USP Quality Review

No. 70, Issued November 1999

Drug Product Problem Reporting Program Gentamicin Report Abstracts

The problem was observed in June 1999. Almost immediately following the first dose of gentamicin 560-mg (7mg/kg dosing weight) every 24 hours, the patient experienced an anaphylactic-like reaction with severe shaking, choking, and dyspnea, requiring administration of diphenhydramine and methylprednisolone. The possibility exists that the reaction could be a result of the endotoxin content of the product, because of the large dose. The patient received the facility's standard once-daily gentamicin dose.


The problem was observed in June 1999. Three patients suffered classic "endotoxin" reactions (fever, malaise, aches, and rash) following loading doses of gentamicin. No subsequent morbidity was reported.

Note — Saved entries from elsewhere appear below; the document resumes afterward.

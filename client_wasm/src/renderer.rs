//! Canvas 2D sprite and text drawing

use game_core::{SpriteRenderer, TextRenderer};
use glam::{Vec2, Vec3, Vec4};
use std::collections::HashMap;
use wasm_bindgen::{JsCast, JsValue};
use web_sys::{CanvasRenderingContext2d, HtmlCanvasElement, HtmlImageElement};

const BASE_FONT_PX: f32 = 24.0;

/// Textures by name. Filled once at start-up, read-only afterwards.
#[derive(Default)]
pub struct TextureStore {
    images: HashMap<String, HtmlImageElement>,
}

impl TextureStore {
    pub fn new() -> Self {
        Self::default()
    }

    /// Start loading `url`; the image can be drawn once the browser has it
    pub fn load(&mut self, name: &str, url: &str) -> Result<(), JsValue> {
        let image = HtmlImageElement::new()?;
        image.set_src(url);
        self.images.insert(name.to_string(), image);
        Ok(())
    }

    /// A texture that has finished loading
    pub fn get(&self, name: &str) -> Option<&HtmlImageElement> {
        self.images
            .get(name)
            .filter(|image| image.complete() && image.natural_width() > 0)
    }
}

pub struct CanvasRenderer {
    ctx: CanvasRenderingContext2d,
    textures: TextureStore,
}

impl CanvasRenderer {
    pub fn new(canvas: &HtmlCanvasElement, textures: TextureStore) -> Result<Self, JsValue> {
        let ctx = canvas
            .get_context("2d")?
            .ok_or_else(|| JsValue::from_str("Canvas 2D context unavailable"))?
            .dyn_into::<CanvasRenderingContext2d>()?;
        Ok(Self { ctx, textures })
    }

    fn quad(&self, texture: &str, position: Vec2, size: Vec2, rotation: f32, color: Vec4) -> Result<(), JsValue> {
        self.ctx.save();
        let result = self.quad_transformed(texture, position, size, rotation, color);
        self.ctx.restore();
        result
    }

    fn quad_transformed(
        &self,
        texture: &str,
        position: Vec2,
        size: Vec2,
        rotation: f32,
        color: Vec4,
    ) -> Result<(), JsValue> {
        let ctx = &self.ctx;
        let center = position + size / 2.0;
        ctx.translate(center.x as f64, center.y as f64)?;
        ctx.rotate(rotation.to_radians() as f64)?;
        ctx.set_global_alpha(color.w.clamp(0.0, 1.0) as f64);

        let (x, y) = (-size.x as f64 / 2.0, -size.y as f64 / 2.0);
        let (w, h) = (size.x as f64, size.y as f64);
        match self.textures.get(texture) {
            Some(image) => ctx.draw_image_with_html_image_element_and_dw_and_dh(image, x, y, w, h)?,
            // Not loaded yet: draw a flat quad so the game stays playable
            None => {
                ctx.set_fill_style_str(&css_color(color.truncate()));
                ctx.fill_rect(x, y, w, h);
            }
        }
        Ok(())
    }
}

impl SpriteRenderer for CanvasRenderer {
    fn draw_sprite(&mut self, texture: &str, position: Vec2, size: Vec2, rotation: f32, color: Vec3) {
        if let Err(e) = self.quad(texture, position, size, rotation, color.extend(1.0)) {
            log::warn!("Failed to draw {}: {:?}", texture, e);
        }
    }

    fn draw_sprite_rgba(&mut self, texture: &str, position: Vec2, size: Vec2, color: Vec4) {
        if let Err(e) = self.quad(texture, position, size, 0.0, color) {
            log::warn!("Failed to draw {}: {:?}", texture, e);
        }
    }
}

impl TextRenderer for CanvasRenderer {
    fn render_text(&mut self, text: &str, x: f32, y: f32, scale: f32, color: Vec3) {
        let ctx = &self.ctx;
        ctx.set_font(&format!("{}px monospace", (BASE_FONT_PX * scale).round()));
        ctx.set_text_baseline("top");
        ctx.set_fill_style_str(&css_color(color));
        if let Err(e) = ctx.fill_text(text, x as f64, y as f64) {
            log::warn!("Failed to draw text {:?}: {:?}", text, e);
        }
    }
}

fn css_color(color: Vec3) -> String {
    let channel = |c: f32| (c.clamp(0.0, 1.0) * 255.0).round() as u8;
    format!(
        "rgb({}, {}, {})",
        channel(color.x),
        channel(color.y),
        channel(color.z)
    )
}
use glam::{Vec2, Vec3};

use crate::params::Params;
use crate::render::SpriteRenderer;

/// Which half of the court a paddle or serve belongs to
///
/// Player 1 plays the right paddle, player 2 the left one.
#[derive(Debug, Clone, Copy, PartialEq, Eq, Hash)]
pub enum Side {
    Left,
    Right,
}

impl Side {
    pub fn opponent(self) -> Side {
        match self {
            Side::Left => Side::Right,
            Side::Right => Side::Left,
        }
    }

    /// Player number shown in the HUD
    pub fn player_number(self) -> u8 {
        match self {
            Side::Right => 1,
            Side::Left => 2,
        }
    }
}

/// Anything that has a sprite quad and can move: paddles and balls
#[derive(Debug, Clone, Copy, PartialEq)]
pub struct Movable {
    pub position: Vec2, // top-left corner, y grows downward
    pub size: Vec2,
    pub velocity: Vec2,
    pub rotation: f32,
    pub color: Vec3,
    pub score: u32,
}

impl Movable {
    pub fn new(position: Vec2, size: Vec2, velocity: Vec2) -> Self {
        debug_assert!(size.x > 0.0 && size.y > 0.0, "size must be positive");
        Self {
            position,
            size,
            velocity,
            rotation: 0.0,
            color: Vec3::ONE,
            score: 0,
        }
    }

    pub fn half_extents(&self) -> Vec2 {
        self.size / 2.0
    }

    pub fn center(&self) -> Vec2 {
        self.position + self.half_extents()
    }

    pub fn draw(&self, renderer: &mut impl SpriteRenderer, texture: &str) {
        renderer.draw_sprite(texture, self.position, self.size, self.rotation, self.color);
    }
}

/// The pong ball
#[derive(Debug, Clone, Copy, PartialEq)]
pub struct Ball {
    pub body: Movable,
    pub radius: f32,
    pub stuck: bool, // held against the serving paddle
}

impl Ball {
    pub fn new(position: Vec2, radius: f32, velocity: Vec2) -> Self {
        Self {
            body: Movable::new(position, Vec2::splat(radius * 2.0), velocity),
            radius,
            stuck: true,
        }
    }

    pub fn center(&self) -> Vec2 {
        self.body.position + Vec2::splat(self.radius)
    }

    /// Integrate velocity and bounce off the top and bottom walls.
    /// Returns true when a wall was hit.
    ///
    /// The left and right edges are left open: crossing them is a point,
    /// which the controller detects.
    pub fn move_ball(&mut self, dt: f32, screen_height: f32) -> bool {
        if self.stuck {
            return false;
        }

        let body = &mut self.body;
        body.position += body.velocity * dt;

        let max_y = screen_height - body.size.y;
        if body.position.y <= 0.0 {
            body.velocity.y = body.velocity.y.abs();
            body.position.y = 0.0;
            true
        } else if body.position.y >= max_y {
            body.velocity.y = -body.velocity.y.abs();
            body.position.y = max_y;
            true
        } else {
            false
        }
    }

    /// Hold the ball at a serve position with a fresh velocity
    pub fn reset(&mut self, position: Vec2, velocity: Vec2) {
        self.body.position = position;
        self.body.velocity = velocity;
        self.stuck = true;
    }

    /// Where a ball waits while stuck to the paddle on `side`
    pub fn serve_position(paddle: &Movable, side: Side, radius: f32) -> Vec2 {
        let y = paddle.position.y + paddle.size.y / 2.0 - radius;
        match side {
            Side::Left => Vec2::new(paddle.position.x + paddle.size.x, y),
            Side::Right => Vec2::new(paddle.position.x - radius * 2.0, y),
        }
    }

    pub fn draw(&self, renderer: &mut impl SpriteRenderer) {
        self.body.draw(renderer, crate::params::textures::BALL);
    }
}

impl Default for Ball {
    fn default() -> Self {
        Self::new(Vec2::ZERO, Params::BALL_RADIUS, Params::INITIAL_BALL_VELOCITY)
    }
}
impl Game {
    pub fn new(config: Config, seed: u64) -> Self {
        let player1 = Movable::new(config.paddle_start(Side::Right), Params::PLAYER_SIZE, Vec2::ZERO);
        let player2 = Movable::new(config.paddle_start(Side::Left), Params::PLAYER_SIZE, Vec2::ZERO);

        let levels = build_levels(
            Ball::serve_position(&player1, Side::Right, Params::BALL_RADIUS),
            Ball::serve_position(&player2, Side::Left, Params::BALL_RADIUS),
        );

        let input = InputTracker::new(config.bindings.clone());
        let particles = ParticleSystem::new(config.particle_amount, GameRng::new(seed));

        Self {
            config,
            state: GameState::Menu,
            levels,
            level: 0,
            active_ball: BallRef {
                level: 0,
                side: Side::Right,
            },
            serving: Side::Right,
            player1,
            player2,
            winner: None,
            input,
            particles,
            events: Events::new(),
        }
    }

    /// One full frame: input, simulation, then draw calls
    pub fn tick<R>(&mut self, dt: f32, keys: &Keys, renderer: &mut R)
    where
        R: SpriteRenderer + TextRenderer,
    {
        // Clamp dt to prevent large jumps
        let dt = dt.clamp(0.0, Params::MAX_DT);
        self.process_input(dt, keys);
        self.update(dt);
        self.render(renderer);
    }

    /// Sample the keyboard and apply this frame's actions. Starts a new frame
    /// of events.
    pub fn process_input(&mut self, dt: f32, keys: &Keys) {
        self.events.clear();
        self.input.sample(keys);

        match self.state {
            GameState::Menu => {
                if self.input.just_pressed(Action::Confirm) {
                    self.set_state(GameState::Active);
                }
                if self.input.just_pressed(Action::SelectPlayer1) {
                    self.select_server(Side::Right);
                }
                if self.input.just_pressed(Action::SelectPlayer2) {
                    self.select_server(Side::Left);
                }
                if self.input.just_pressed(Action::LevelUp) {
                    self.change_level(true);
                }
                if self.input.just_pressed(Action::LevelDown) {
                    self.change_level(false);
                }
            }
            GameState::Active => {
                let velocity = Params::PLAYER_VELOCITY * dt;
                if self.input.is_down(Action::Player1Up) {
                    self.move_paddle(Side::Right, -velocity);
                }
                if self.input.is_down(Action::Player1Down) {
                    self.move_paddle(Side::Right, velocity);
                }
                if self.input.is_down(Action::Player2Up) {
                    self.move_paddle(Side::Left, -velocity);
                }
                if self.input.is_down(Action::Player2Down) {
                    self.move_paddle(Side::Left, velocity);
                }
                if self.input.just_pressed(Action::Serve) && self.ball().stuck {
                    self.ball_mut().stuck = false;
                    self.events.served = true;
                    debug!("Player {} served", self.serving.player_number());
                }
            }
            GameState::Win => {
                if self.input.just_pressed(Action::Confirm) {
                    self.reset_game();
                }
            }
        }
    }

    /// Advance the simulation by `dt`. Only the active state moves anything.
    pub fn update(&mut self, dt: f32) {
        if self.state != GameState::Active {
            return;
        }

        let height = self.config.height;
        if self.ball_mut().move_ball(dt, height) {
            self.events.ball_hit_wall = true;
        }

        self.do_collisions();

        let ball = *self.ball();
        let offset = Vec2::splat(ball.radius / 2.0);
        self.particles
            .update(dt, &ball, self.config.particle_spawn_per_frame, offset);

        self.check_scoring();
        self.check_win();
    }

    /// Bounce the ball off either paddle it overlaps
    pub fn do_collisions(&mut self) {
        let base_velocity = self.current_level().base_velocity();
        for side in [Side::Right, Side::Left] {
            let paddle = *self.paddle(side);
            let ball = self.ball_mut();
            if ball.stuck {
                return;
            }
            if let Collision::Hit {
                direction,
                penetration,
            } = check_collision(ball, &paddle)
            {
                if resolve_paddle_hit(ball, &paddle, side, base_velocity, direction, penetration) {
                    self.events.ball_hit_paddle = Some(side);
                }
            }
        }
    }

    /// Award a point when the ball leaves through the left or right edge
    fn check_scoring(&mut self) {
        let x = self.ball().body.position.x;
        if x >= self.config.width {
            self.award_point(Side::Left);
            self.reset_player1();
        } else if x <= 0.0 {
            self.award_point(Side::Right);
            self.reset_player2();
        }
    }

    fn award_point(&mut self, side: Side) {
        let paddle = self.paddle_mut(side);
        paddle.score = (paddle.score + 1).min(Params::WIN_SCORE);
        self.events.scored = Some(side);
        info!(
            "Player {} scored ({} - {})",
            side.player_number(),
            self.player1.score,
            self.player2.score
        );
    }

    /// Enter the win state once a player reaches the winning score.
    /// Player 1 is checked first, so a tie at the limit goes to player 1.
    pub fn check_win(&mut self) {
        if self.state == GameState::Win {
            return;
        }
        let winner = if self.player1.score >= Params::WIN_SCORE {
            Some(Side::Right)
        } else if self.player2.score >= Params::WIN_SCORE {
            Some(Side::Left)
        } else {
            None
        };

        if let Some(side) = winner {
            self.winner = Some(side);
            self.events.game_won = Some(side);
            info!("Player {} won the match", side.player_number());
            self.set_state(GameState::Win);
        }
    }

    /// Re-serve from player 1 (right paddle)
    pub fn reset_player1(&mut self) {
        self.serve_from(Side::Right);
    }

    /// Re-serve from player 2 (left paddle)
    pub fn reset_player2(&mut self) {
        self.serve_from(Side::Left);
    }

    /// Start a new match: scores cleared, paddles home, player 1 serves
    pub fn reset_game(&mut self) {
        for side in [Side::Left, Side::Right] {
            let start = self.config.paddle_start(side);
            let paddle = self.paddle_mut(side);
            paddle.position = start;
            paddle.score = 0;
        }
        self.winner = None;
        self.particles.clear();
        self.reset_player1();
        self.set_state(GameState::Menu);
    }

    fn serve_from(&mut self, side: Side) {
        self.serving = side;
        self.active_ball = BallRef {
            level: self.level,
            side,
        };
        let position = Ball::serve_position(self.paddle(side), side, Params::BALL_RADIUS);
        let velocity = self.current_level().serve_velocity(side);
        self.ball_mut().reset(position, velocity);
    }

    fn select_server(&mut self, side: Side) {
        if self.serving != side {
            info!("Player {} will serve", side.player_number());
        }
        self.serve_from(side);
    }

    fn change_level(&mut self, forward: bool) {
        self.level = cycle_level(self.level, self.levels.len(), forward);
        info!("Level {} ({})", self.level, self.current_level().name);
        self.reset_player1();
    }

    /// Move a paddle vertically, dragging a stuck ball along on the serving side
    fn move_paddle(&mut self, side: Side, dy: f32) {
        let max_y = self.config.paddle_max_y();
        let paddle = self.paddle_mut(side);
        let old_y = paddle.position.y;
        paddle.position.y = (old_y + dy).clamp(Params::PADDLE_MIN_Y, max_y);
        let applied = paddle.position.y - old_y;

        if self.serving == side {
            let ball = self.ball_mut();
            if ball.stuck {
                ball.body.position.y += applied;
            }
        }
    }

    fn set_state(&mut self, state: GameState) {
        if self.state != state {
            info!("Game state: {:?} -> {:?}", self.state, state);
            self.state = state;
        }
    }

    /// Issue every draw call for the current frame
    pub fn render<R>(&self, renderer: &mut R)
    where
        R: SpriteRenderer + TextRenderer,
    {
        let (width, height) = (self.config.width, self.config.height);
        renderer.draw_sprite(
            textures::BACKGROUND,
            Vec2::ZERO,
            Vec2::new(width, height),
            0.0,
            Params::WHITE,
        );

        if self.state == GameState::Active {
            self.particles.draw(renderer);
        }
        self.ball().draw(renderer);
        self.player1.draw(renderer, textures::PADDLE1);
        self.player2.draw(renderer, textures::PADDLE2);

        let hud = Params::HUD_COLOR;
        renderer.render_text(&format!("Player 2: {}", self.score(Side::Left)), 5.0, 5.0, 1.0, hud);
        renderer.render_text(
            &format!("Player 1: {}", self.score(Side::Right)),
            width - 150.0,
            5.0,
            1.0,
            hud,
        );
        renderer.render_text(
            &format!("Level: {}", self.current_level().name),
            width / 2.0 - 80.0,
            5.0,
            1.0,
            hud,
        );

        match self.state {
            GameState::Menu => {
                renderer.render_text("Press ENTER to start", width / 2.0 - 125.0, height / 2.0, 1.0, hud);
                renderer.render_text(
                    "Press UP or DOWN to select level",
                    width / 2.0 - 160.0,
                    height / 2.0 + 25.0,
                    0.75,
                    hud,
                );
                renderer.render_text(
                    "Press LEFT or RIGHT to choose who serves",
                    width / 2.0 - 200.0,
                    height / 2.0 + 50.0,
                    0.75,
                    hud,
                );
            }
            GameState::Active => {
                if self.ball().stuck {
                    renderer.render_text(
                        &format!("Player {}: press SPACE to serve", self.serving.player_number()),
                        width / 2.0 - 170.0,
                        height - 40.0,
                        0.75,
                        hud,
                    );
                }
            }
            GameState::Win => {
                let number = self.winner.map(Side::player_number).unwrap_or(1);
                renderer.render_text(
                    &format!("Player {} WON!!!", number),
                    width / 2.0 - 100.0,
                    height / 2.0 - 20.0,
                    1.0,
                    Params::BANNER_COLOR,
                );
                renderer.render_text(
                    "Press ENTER to play again",
                    width / 2.0 - 150.0,
                    height / 2.0 + 20.0,
                    1.0,
                    hud,
                );
            }
        }
    }

    pub fn state(&self) -> GameState {
        self.state
    }

    pub fn config(&self) -> &Config {
        &self.config
    }

    pub fn events(&self) -> &Events {
        &self.events
    }

    pub fn level_index(&self) -> usize {
        self.level
    }

    pub fn current_level(&self) -> &Level {
        &self.levels[self.level]
    }

    pub fn levels(&self) -> &[Level] {
        &self.levels
    }

    pub fn active_ball(&self) -> BallRef {
        self.active_ball
    }

    pub fn serving(&self) -> Side {
        self.serving
    }

    pub fn ball(&self) -> &Ball {
        self.levels[self.active_ball.level].ball(self.active_ball.side)
    }

    pub fn ball_mut(&mut self) -> &mut Ball {
        self.levels[self.active_ball.level].ball_mut(self.active_ball.side)
    }

    pub fn paddle(&self, side: Side) -> &Movable {
        match side {
            Side::Right => &self.player1,
            Side::Left => &self.player2,
        }
    }

    pub fn paddle_mut(&mut self, side: Side) -> &mut Movable {
        match side {
            Side::Right => &mut self.player1,
            Side::Left => &mut self.player2,
        }
    }

    pub fn score(&self, side: Side) -> u32 {
        self.paddle(side).score
    }

    pub fn player1_score(&self) -> u32 {
        self.player1.score
    }

    pub fn player2_score(&self) -> u32 {
        self.player2.score
    }

    pub fn winner(&self) -> Option<Side> {
        self.winner
    }

    pub fn did_player1_win(&self) -> bool {
        self.winner == Some(Side::Right)
    }

    pub fn particles(&self) -> &ParticleSystem {
        &self.particles
    }
}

The problem was observed in July 1999. A 56-year-old female was admitted for a surgical procedure. Gentamicin 80 mg IV every eight hours was ordered and three doses were given without incident. Unasyn® 1.5 g IV, every six hours was ordered for the patient for pyelonephritis. Due to gastrointestinal complaints from the Unasyn, the patient was switched to gentamicin 300 mg IV daily. Within one hour of the gentamicin dose, the patient complained of "a sense of impending doom," and developed severe rigors, elevated blood pressure, tachycardia, and shortness of breath. The patient required a code call. The patient improved dramatically after being treated with methylprednisolone, meperidine, and acetaminophen. Gentamicin was discontinued and all symptoms have resolved. Within an hour of hanging the product, the reporter learned that both lots given to the patient had been recalled.